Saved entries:
>>>>
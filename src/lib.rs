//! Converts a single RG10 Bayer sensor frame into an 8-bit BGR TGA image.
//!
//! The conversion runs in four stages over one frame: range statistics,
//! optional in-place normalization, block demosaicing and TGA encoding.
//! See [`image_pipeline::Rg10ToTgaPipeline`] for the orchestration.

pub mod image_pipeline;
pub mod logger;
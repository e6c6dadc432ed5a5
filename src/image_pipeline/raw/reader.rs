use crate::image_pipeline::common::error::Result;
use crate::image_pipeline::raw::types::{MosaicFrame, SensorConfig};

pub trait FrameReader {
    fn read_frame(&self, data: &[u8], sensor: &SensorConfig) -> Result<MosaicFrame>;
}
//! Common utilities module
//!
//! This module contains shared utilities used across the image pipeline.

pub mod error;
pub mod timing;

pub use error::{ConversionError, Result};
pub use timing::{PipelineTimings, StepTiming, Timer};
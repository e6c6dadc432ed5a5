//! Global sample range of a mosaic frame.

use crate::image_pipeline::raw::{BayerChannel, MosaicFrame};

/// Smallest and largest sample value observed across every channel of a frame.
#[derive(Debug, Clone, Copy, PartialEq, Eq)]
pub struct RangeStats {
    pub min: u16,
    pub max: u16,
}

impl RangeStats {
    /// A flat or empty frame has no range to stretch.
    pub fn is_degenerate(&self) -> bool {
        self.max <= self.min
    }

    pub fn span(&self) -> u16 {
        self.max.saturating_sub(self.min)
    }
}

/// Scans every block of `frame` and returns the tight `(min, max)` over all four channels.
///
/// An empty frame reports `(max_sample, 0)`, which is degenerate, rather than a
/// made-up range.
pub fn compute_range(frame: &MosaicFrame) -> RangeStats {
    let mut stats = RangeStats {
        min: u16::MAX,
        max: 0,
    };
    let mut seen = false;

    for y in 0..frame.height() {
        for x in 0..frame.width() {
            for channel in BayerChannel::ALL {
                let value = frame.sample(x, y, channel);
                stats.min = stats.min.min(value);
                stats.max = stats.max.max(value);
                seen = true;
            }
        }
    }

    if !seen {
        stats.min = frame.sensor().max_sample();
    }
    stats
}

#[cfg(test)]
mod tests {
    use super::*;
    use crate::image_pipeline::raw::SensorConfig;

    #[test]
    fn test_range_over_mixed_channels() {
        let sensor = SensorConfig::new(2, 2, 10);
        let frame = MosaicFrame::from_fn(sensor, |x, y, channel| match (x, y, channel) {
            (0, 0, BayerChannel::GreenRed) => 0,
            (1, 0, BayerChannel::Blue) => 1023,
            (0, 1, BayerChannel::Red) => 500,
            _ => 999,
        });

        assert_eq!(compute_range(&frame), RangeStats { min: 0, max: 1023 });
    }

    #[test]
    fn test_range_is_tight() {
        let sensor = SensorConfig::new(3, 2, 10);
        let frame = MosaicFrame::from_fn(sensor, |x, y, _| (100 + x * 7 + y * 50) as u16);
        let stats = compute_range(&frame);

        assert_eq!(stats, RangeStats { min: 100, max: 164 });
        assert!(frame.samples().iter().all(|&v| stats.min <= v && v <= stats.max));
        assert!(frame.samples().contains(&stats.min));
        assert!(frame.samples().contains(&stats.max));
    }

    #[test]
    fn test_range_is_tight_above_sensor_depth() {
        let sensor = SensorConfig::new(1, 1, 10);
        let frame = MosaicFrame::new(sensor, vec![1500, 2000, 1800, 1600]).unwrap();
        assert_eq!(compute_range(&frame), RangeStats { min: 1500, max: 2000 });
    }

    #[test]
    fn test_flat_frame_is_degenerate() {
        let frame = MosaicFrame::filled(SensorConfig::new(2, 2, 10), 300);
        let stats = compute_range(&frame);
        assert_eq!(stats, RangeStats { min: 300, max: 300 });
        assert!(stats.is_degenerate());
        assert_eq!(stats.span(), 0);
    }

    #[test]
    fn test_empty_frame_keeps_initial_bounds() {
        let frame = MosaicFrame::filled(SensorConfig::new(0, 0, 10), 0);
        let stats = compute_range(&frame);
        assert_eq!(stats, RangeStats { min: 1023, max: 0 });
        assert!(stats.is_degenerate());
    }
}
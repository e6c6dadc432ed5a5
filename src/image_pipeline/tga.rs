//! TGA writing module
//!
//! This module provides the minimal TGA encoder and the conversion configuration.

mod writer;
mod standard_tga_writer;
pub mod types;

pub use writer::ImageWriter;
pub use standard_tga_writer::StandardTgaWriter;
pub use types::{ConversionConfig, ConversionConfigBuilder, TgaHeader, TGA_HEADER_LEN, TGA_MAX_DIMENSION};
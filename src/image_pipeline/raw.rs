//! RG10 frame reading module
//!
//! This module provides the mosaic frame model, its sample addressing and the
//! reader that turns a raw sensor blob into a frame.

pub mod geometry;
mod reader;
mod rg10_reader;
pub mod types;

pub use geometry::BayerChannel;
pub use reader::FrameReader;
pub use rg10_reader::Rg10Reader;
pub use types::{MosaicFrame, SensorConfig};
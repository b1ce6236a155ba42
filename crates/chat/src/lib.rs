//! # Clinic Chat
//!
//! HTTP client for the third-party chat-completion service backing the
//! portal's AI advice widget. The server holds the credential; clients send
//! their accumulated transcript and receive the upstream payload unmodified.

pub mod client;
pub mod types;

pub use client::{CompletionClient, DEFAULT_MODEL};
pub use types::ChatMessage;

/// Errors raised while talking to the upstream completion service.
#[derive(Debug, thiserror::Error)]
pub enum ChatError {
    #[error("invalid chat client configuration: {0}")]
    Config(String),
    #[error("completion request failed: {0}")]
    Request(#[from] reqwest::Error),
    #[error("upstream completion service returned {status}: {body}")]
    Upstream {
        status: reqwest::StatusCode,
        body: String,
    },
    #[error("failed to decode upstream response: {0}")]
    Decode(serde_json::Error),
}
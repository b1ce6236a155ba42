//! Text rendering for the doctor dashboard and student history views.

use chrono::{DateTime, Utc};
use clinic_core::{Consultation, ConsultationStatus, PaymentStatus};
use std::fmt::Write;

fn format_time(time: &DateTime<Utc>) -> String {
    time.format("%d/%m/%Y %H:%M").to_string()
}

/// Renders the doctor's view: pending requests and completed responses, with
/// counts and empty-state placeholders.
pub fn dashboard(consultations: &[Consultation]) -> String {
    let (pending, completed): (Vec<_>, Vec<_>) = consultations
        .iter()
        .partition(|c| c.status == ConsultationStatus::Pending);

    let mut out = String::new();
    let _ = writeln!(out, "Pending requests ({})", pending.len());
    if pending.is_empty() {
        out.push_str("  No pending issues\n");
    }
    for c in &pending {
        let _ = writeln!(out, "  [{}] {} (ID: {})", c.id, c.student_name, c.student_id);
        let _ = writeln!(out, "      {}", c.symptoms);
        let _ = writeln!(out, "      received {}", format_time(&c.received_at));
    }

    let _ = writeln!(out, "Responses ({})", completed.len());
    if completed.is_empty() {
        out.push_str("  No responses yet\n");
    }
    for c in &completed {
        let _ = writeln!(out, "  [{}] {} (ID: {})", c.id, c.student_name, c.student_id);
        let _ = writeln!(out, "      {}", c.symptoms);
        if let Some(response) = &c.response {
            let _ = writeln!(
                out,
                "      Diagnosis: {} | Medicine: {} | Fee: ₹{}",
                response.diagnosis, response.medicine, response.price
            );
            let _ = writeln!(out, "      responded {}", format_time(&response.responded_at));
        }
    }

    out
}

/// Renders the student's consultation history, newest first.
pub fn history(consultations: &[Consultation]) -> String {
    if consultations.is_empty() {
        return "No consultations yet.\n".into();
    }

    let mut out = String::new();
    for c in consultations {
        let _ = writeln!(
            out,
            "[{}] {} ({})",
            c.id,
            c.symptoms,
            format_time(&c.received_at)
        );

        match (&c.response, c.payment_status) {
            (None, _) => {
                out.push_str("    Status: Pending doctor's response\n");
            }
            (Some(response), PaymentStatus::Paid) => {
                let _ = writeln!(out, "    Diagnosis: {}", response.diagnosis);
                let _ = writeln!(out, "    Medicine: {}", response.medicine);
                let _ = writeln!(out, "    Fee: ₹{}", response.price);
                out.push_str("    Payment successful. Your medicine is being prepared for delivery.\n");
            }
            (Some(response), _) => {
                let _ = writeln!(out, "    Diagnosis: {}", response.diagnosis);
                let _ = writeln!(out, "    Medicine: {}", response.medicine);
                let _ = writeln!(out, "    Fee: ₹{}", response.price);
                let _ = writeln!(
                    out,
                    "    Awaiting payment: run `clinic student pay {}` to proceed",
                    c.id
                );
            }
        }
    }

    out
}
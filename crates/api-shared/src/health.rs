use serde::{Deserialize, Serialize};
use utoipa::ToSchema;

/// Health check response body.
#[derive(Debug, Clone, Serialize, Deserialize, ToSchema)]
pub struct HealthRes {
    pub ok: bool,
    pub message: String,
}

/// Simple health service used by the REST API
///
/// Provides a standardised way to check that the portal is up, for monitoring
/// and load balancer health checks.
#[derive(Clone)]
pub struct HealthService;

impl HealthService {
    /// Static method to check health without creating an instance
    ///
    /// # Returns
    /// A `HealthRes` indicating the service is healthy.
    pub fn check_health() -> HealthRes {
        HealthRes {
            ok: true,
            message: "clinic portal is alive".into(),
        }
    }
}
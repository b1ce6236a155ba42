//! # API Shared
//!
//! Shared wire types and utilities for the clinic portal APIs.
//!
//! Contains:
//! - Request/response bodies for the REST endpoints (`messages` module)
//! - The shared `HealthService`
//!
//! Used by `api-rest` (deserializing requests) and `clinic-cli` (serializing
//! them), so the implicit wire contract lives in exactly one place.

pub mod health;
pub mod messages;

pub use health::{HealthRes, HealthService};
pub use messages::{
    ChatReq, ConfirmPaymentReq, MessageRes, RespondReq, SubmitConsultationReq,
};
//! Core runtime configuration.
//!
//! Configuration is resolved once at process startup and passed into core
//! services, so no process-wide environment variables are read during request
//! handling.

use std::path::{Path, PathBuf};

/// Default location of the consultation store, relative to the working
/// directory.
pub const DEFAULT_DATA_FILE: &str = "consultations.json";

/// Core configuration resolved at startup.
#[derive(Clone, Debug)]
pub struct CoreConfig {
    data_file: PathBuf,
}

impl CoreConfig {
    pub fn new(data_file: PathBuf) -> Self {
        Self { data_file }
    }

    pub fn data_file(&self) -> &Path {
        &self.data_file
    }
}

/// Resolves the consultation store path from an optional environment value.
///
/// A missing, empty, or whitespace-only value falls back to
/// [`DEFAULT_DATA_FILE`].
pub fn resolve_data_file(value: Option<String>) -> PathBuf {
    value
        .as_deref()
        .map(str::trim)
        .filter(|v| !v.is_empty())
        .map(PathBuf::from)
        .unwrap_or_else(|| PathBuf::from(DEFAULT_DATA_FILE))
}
<<<<
The answer must consist of each line from the entries that contains the string "struct".

pub struct RangeStats {
pub struct HealthRes {
pub struct HealthService;
pub struct CoreConfig {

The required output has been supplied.